▶ Exercise
Please print every record below exactly as it reads.

▶ Data under study
* * *
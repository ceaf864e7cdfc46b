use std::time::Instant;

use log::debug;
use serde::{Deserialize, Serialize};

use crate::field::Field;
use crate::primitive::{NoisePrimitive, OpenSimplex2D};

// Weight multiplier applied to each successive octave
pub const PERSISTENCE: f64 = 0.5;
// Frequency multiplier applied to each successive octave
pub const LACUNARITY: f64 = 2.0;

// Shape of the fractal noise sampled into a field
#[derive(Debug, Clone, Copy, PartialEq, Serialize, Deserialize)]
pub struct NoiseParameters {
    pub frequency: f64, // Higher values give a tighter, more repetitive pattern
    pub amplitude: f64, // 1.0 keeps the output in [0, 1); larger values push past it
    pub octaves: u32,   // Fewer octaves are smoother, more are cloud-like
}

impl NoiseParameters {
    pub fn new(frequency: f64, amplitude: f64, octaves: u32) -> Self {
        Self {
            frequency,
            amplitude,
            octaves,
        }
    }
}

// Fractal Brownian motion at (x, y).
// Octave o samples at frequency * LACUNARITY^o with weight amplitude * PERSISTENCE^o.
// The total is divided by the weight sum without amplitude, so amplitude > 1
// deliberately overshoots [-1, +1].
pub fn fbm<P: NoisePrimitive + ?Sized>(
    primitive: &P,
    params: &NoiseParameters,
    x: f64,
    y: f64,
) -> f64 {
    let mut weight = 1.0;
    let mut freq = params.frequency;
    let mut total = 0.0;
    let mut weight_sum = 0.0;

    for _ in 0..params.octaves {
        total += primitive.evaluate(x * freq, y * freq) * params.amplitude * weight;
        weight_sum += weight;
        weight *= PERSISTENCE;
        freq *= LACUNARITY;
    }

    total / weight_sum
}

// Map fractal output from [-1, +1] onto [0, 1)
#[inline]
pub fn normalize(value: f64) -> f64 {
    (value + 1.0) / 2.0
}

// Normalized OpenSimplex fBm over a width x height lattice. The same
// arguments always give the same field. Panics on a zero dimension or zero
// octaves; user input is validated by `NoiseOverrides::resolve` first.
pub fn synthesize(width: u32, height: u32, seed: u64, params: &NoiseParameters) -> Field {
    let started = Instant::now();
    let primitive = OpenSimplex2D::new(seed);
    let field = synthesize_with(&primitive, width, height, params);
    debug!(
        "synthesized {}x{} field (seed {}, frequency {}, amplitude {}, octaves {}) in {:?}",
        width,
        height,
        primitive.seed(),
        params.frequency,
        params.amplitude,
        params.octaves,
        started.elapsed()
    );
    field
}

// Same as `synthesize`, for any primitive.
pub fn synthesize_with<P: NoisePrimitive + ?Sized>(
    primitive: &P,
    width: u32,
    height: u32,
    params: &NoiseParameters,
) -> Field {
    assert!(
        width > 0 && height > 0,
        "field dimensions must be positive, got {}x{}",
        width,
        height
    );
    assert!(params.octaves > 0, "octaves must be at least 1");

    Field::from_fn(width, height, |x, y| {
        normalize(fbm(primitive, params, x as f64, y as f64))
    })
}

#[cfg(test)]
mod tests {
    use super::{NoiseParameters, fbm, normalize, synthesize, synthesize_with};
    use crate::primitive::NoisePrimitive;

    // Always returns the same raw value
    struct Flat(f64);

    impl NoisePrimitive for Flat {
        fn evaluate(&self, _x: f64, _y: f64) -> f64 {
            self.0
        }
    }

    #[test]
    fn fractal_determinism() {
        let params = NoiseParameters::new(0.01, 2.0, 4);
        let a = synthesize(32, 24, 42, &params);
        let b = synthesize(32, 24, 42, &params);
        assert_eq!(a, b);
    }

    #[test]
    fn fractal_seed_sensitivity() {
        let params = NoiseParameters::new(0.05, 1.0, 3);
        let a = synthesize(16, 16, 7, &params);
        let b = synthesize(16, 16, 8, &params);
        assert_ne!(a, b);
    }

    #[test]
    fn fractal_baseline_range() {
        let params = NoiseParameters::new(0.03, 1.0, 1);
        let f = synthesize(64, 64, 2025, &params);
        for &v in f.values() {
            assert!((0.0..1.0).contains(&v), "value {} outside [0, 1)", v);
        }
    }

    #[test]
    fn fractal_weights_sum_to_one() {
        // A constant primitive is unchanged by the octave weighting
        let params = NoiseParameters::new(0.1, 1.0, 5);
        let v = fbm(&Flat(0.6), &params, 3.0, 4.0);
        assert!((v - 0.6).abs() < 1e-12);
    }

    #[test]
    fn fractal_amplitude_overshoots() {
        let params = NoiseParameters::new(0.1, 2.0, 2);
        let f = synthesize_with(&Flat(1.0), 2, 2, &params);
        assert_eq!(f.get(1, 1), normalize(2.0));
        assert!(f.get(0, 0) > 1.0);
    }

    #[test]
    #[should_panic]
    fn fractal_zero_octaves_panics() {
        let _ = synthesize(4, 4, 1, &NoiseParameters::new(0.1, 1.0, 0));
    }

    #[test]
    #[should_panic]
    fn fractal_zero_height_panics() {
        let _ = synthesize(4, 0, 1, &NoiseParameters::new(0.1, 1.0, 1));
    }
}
* * *
▶ Exercise answer
repository ceaf864e7cdfc46b
use std::time::Instant;

use log::debug;
use serde::{Deserialize, Serialize};

use crate::field::Field;
use crate::primitive::{NoisePrimitive, OpenSimplex2D};

// Weight multiplier applied to each successive octave
pub const PERSISTENCE: f64 = 0.5;
// Frequency multiplier applied to each successive octave
pub const LACUNARITY: f64 = 2.0;

// Shape of the fractal noise sampled into a field
#[derive(Debug, Clone, Copy, PartialEq, Serialize, Deserialize)]
pub struct NoiseParameters {
    pub frequency: f64, // Higher values give a tighter, more repetitive pattern
    pub amplitude: f64, // 1.0 keeps the output in [0, 1); larger values push past it
    pub octaves: u32,   // Fewer octaves are smoother, more are cloud-like
}

impl NoiseParameters {
    pub fn new(frequency: f64, amplitude: f64, octaves: u32) -> Self {
        Self {
            frequency,
            amplitude,
            octaves,
        }
    }
}

// Fractal Brownian motion at (x, y).
// Octave o samples at frequency * LACUNARITY^o with weight amplitude * PERSISTENCE^o.
// The total is divided by the weight sum without amplitude, so amplitude > 1
// deliberately overshoots [-1, +1].
pub fn fbm<P: NoisePrimitive + ?Sized>(
    primitive: &P,
    params: &NoiseParameters,
    x: f64,
    y: f64,
) -> f64 {
    let mut weight = 1.0;
    let mut freq = params.frequency;
    let mut total = 0.0;
    let mut weight_sum = 0.0;

    for _ in 0..params.octaves {
        total += primitive.evaluate(x * freq, y * freq) * params.amplitude * weight;
        weight_sum += weight;
        weight *= PERSISTENCE;
        freq *= LACUNARITY;
    }

    total / weight_sum
}

// Map fractal output from [-1, +1] onto [0, 1)
#[inline]
pub fn normalize(value: f64) -> f64 {
    (value + 1.0) / 2.0
}

// Normalized OpenSimplex fBm over a width x height lattice. The same
// arguments always give the same field. Panics on a zero dimension or zero
// octaves; user input is validated by `NoiseOverrides::resolve` first.
pub fn synthesize(width: u32, height: u32, seed: u64, params: &NoiseParameters) -> Field {
    let started = Instant::now();
    let primitive = OpenSimplex2D::new(seed);
    let field = synthesize_with(&primitive, width, height, params);
    debug!(
        "synthesized {}x{} field (seed {}, frequency {}, amplitude {}, octaves {}) in {:?}",
        width,
        height,
        primitive.seed(),
        params.frequency,
        params.amplitude,
        params.octaves,
        started.elapsed()
    );
    field
}

// Same as `synthesize`, for any primitive.
pub fn synthesize_with<P: NoisePrimitive + ?Sized>(
    primitive: &P,
    width: u32,
    height: u32,
    params: &NoiseParameters,
) -> Field {
    assert!(
        width > 0 && height > 0,
        "field dimensions must be positive, got {}x{}",
        width,
        height
    );
    assert!(params.octaves > 0, "octaves must be at least 1");

    Field::from_fn(width, height, |x, y| {
        normalize(fbm(primitive, params, x as f64, y as f64))
    })
}

#[cfg(test)]
mod tests {
    use super::{NoiseParameters, fbm, normalize, synthesize, synthesize_with};
    use crate::primitive::NoisePrimitive;

    // Always returns the same raw value
    struct Flat(f64);

    impl NoisePrimitive for Flat {
        fn evaluate(&self, _x: f64, _y: f64) -> f64 {
            self.0
        }
    }

    #[test]
    fn fractal_determinism() {
        let params = NoiseParameters::new(0.01, 2.0, 4);
        let a = synthesize(32, 24, 42, &params);
        let b = synthesize(32, 24, 42, &params);
        assert_eq!(a, b);
    }

    #[test]
    fn fractal_seed_sensitivity() {
        let params = NoiseParameters::new(0.05, 1.0, 3);
        let a = synthesize(16, 16, 7, &params);
        let b = synthesize(16, 16, 8, &params);
        assert_ne!(a, b);
    }

    #[test]
    fn fractal_baseline_range() {
        let params = NoiseParameters::new(0.03, 1.0, 1);
        let f = synthesize(64, 64, 2025, &params);
        for &v in f.values() {
            assert!((0.0..1.0).contains(&v), "value {} outside [0, 1)", v);
        }
    }

    #[test]
    fn fractal_weights_sum_to_one() {
        // A constant primitive is unchanged by the octave weighting
        let params = NoiseParameters::new(0.1, 1.0, 5);
        let v = fbm(&Flat(0.6), &params, 3.0, 4.0);
        assert!((v - 0.6).abs() < 1e-12);
    }

    #[test]
    fn fractal_amplitude_overshoots() {
        let params = NoiseParameters::new(0.1, 2.0, 2);
        let f = synthesize_with(&Flat(1.0), 2, 2, &params);
        assert_eq!(f.get(1, 1), normalize(2.0));
        assert!(f.get(0, 0) > 1.0);
    }

    #[test]
    #[should_panic]
    fn fractal_zero_octaves_panics() {
        let _ = synthesize(4, 4, 1, &NoiseParameters::new(0.1, 1.0, 0));
    }

    #[test]
    #[should_panic]
    fn fractal_zero_height_panics() {
        let _ = synthesize(4, 0, 1, &NoiseParameters::new(0.1, 1.0, 1));
    }
}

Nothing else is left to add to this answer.